**Action item**
The material must be copied out exactly, line for line.

----------------

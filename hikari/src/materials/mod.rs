pub mod brdf;

use std::f32::consts::FRAC_1_PI;

use crate::{
    math::{Spectrum, Vec3},
    shapes::HitRecord,
};

/// A surface material.
///
/// A tagged enum instead of trait objects so the dispatch in the shading
/// loop stays a plain match and the BRDF math can inline.
pub enum Material {
    /// Flat color, ignoring geometry entirely.
    SolidColor { color: Spectrum<f32> },
    /// Lambert diffuse.
    Lambert {
        diffuse_reflectance: f32,
        diffuse_color: Spectrum<f32>,
    },
    /// Lambert diffuse with a Phong specular lobe on top.
    LambertPhong {
        diffuse_reflectance: f32,
        diffuse_color: Spectrum<f32>,
        specular_reflectance: f32,
        phong_exponent: f32,
    },
    /// GGX microfacet specular with an energy-conserving diffuse term.
    CookTorrance {
        albedo: Spectrum<f32>,
        metalness: f32,
        roughness: f32,
    },
}

impl Material {
    /// Evaluates this `Material` at `hit` for a light in direction `l` and a
    /// primary ray along `v`.
    ///
    /// `l` points from the surface toward the light, `v` from the camera
    /// toward the surface, matching the directions the shading loop has at
    /// hand.
    pub fn shade(&self, hit: &HitRecord, l: Vec3<f32>, v: Vec3<f32>) -> Spectrum<f32> {
        match self {
            Material::SolidColor { color } => *color,
            Material::Lambert {
                diffuse_reflectance,
                diffuse_color,
            } => brdf::lambert(*diffuse_reflectance, *diffuse_color),
            Material::LambertPhong {
                diffuse_reflectance,
                diffuse_color,
                specular_reflectance,
                phong_exponent,
            } => {
                brdf::lambert(*diffuse_reflectance, *diffuse_color)
                    + Spectrum::from(brdf::phong(
                        *specular_reflectance,
                        *phong_exponent,
                        l,
                        v,
                        hit.normal,
                    ))
            }
            Material::CookTorrance {
                albedo,
                metalness,
                roughness,
            } => {
                // The microfacet terms want the direction toward the viewer
                let view = -v;
                let half = view + l;
                // A light exactly opposite the view direction has no valid
                // half vector and contributes nothing
                if half.len_sqr() < f32::EPSILON {
                    return Spectrum::zeros();
                }
                let h = half.normalized();

                let f0 = Spectrum::lerp(Spectrum::new(0.04, 0.04, 0.04), *albedo, *metalness);
                let fresnel = brdf::fresnel_schlick(h, view, f0);

                let specular = {
                    let distribution = brdf::ggx_normal_distribution(hit.normal, h, *roughness);
                    let geometry = brdf::geometry_smith(hit.normal, view, l, *roughness);
                    let denom = 4.0 * hit.normal.dot(view) * hit.normal.dot(l);
                    if denom > f32::EPSILON {
                        (fresnel * (distribution * geometry / denom)).max(Spectrum::zeros())
                    } else {
                        Spectrum::zeros()
                    }
                };

                let diffuse = (Spectrum::ones() - fresnel)
                    * *albedo
                    * ((1.0 - metalness) * FRAC_1_PI);

                diffuse + specular
            }
        }
    }
}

----------------

**Task response**
filename hikari/src/materials/mod.rs
pub mod brdf;

use std::f32::consts::FRAC_1_PI;

use crate::{
    math::{Spectrum, Vec3},
    shapes::HitRecord,
};

/// A surface material.
///
/// A tagged enum instead of trait objects so the dispatch in the shading
/// loop stays a plain match and the BRDF math can inline.
pub enum Material {
    /// Flat color, ignoring geometry entirely.
    SolidColor { color: Spectrum<f32> },
    /// Lambert diffuse.
    Lambert {
        diffuse_reflectance: f32,
        diffuse_color: Spectrum<f32>,
    },
    /// Lambert diffuse with a Phong specular lobe on top.
    LambertPhong {
        diffuse_reflectance: f32,
        diffuse_color: Spectrum<f32>,
        specular_reflectance: f32,
        phong_exponent: f32,
    },
    /// GGX microfacet specular with an energy-conserving diffuse term.
    CookTorrance {
        albedo: Spectrum<f32>,
        metalness: f32,
        roughness: f32,
    },
}

impl Material {
    /// Evaluates this `Material` at `hit` for a light in direction `l` and a
    /// primary ray along `v`.
    ///
    /// `l` points from the surface toward the light, `v` from the camera
    /// toward the surface, matching the directions the shading loop has at
    /// hand.
    pub fn shade(&self, hit: &HitRecord, l: Vec3<f32>, v: Vec3<f32>) -> Spectrum<f32> {
        match self {
            Material::SolidColor { color } => *color,
            Material::Lambert {
                diffuse_reflectance,
                diffuse_color,
            } => brdf::lambert(*diffuse_reflectance, *diffuse_color),
            Material::LambertPhong {
                diffuse_reflectance,
                diffuse_color,
                specular_reflectance,
                phong_exponent,
            } => {
                brdf::lambert(*diffuse_reflectance, *diffuse_color)
                    + Spectrum::from(brdf::phong(
                        *specular_reflectance,
                        *phong_exponent,
                        l,
                        v,
                        hit.normal,
                    ))
            }
            Material::CookTorrance {
                albedo,
                metalness,
                roughness,
            } => {
                // The microfacet terms want the direction toward the viewer
                let view = -v;
                let half = view + l;
                // A light exactly opposite the view direction has no valid
                // half vector and contributes nothing
                if half.len_sqr() < f32::EPSILON {
                    return Spectrum::zeros();
                }
                let h = half.normalized();

                let f0 = Spectrum::lerp(Spectrum::new(0.04, 0.04, 0.04), *albedo, *metalness);
                let fresnel = brdf::fresnel_schlick(h, view, f0);

                let specular = {
                    let distribution = brdf::ggx_normal_distribution(hit.normal, h, *roughness);
                    let geometry = brdf::geometry_smith(hit.normal, view, l, *roughness);
                    let denom = 4.0 * hit.normal.dot(view) * hit.normal.dot(l);
                    if denom > f32::EPSILON {
                        (fresnel * (distribution * geometry / denom)).max(Spectrum::zeros())
                    } else {
                        Spectrum::zeros()
                    }
                };

                let diffuse = (Spectrum::ones() - fresnel)
                    * *albedo
                    * ((1.0 - metalness) * FRAC_1_PI);

                diffuse + specular
            }
        }
    }
}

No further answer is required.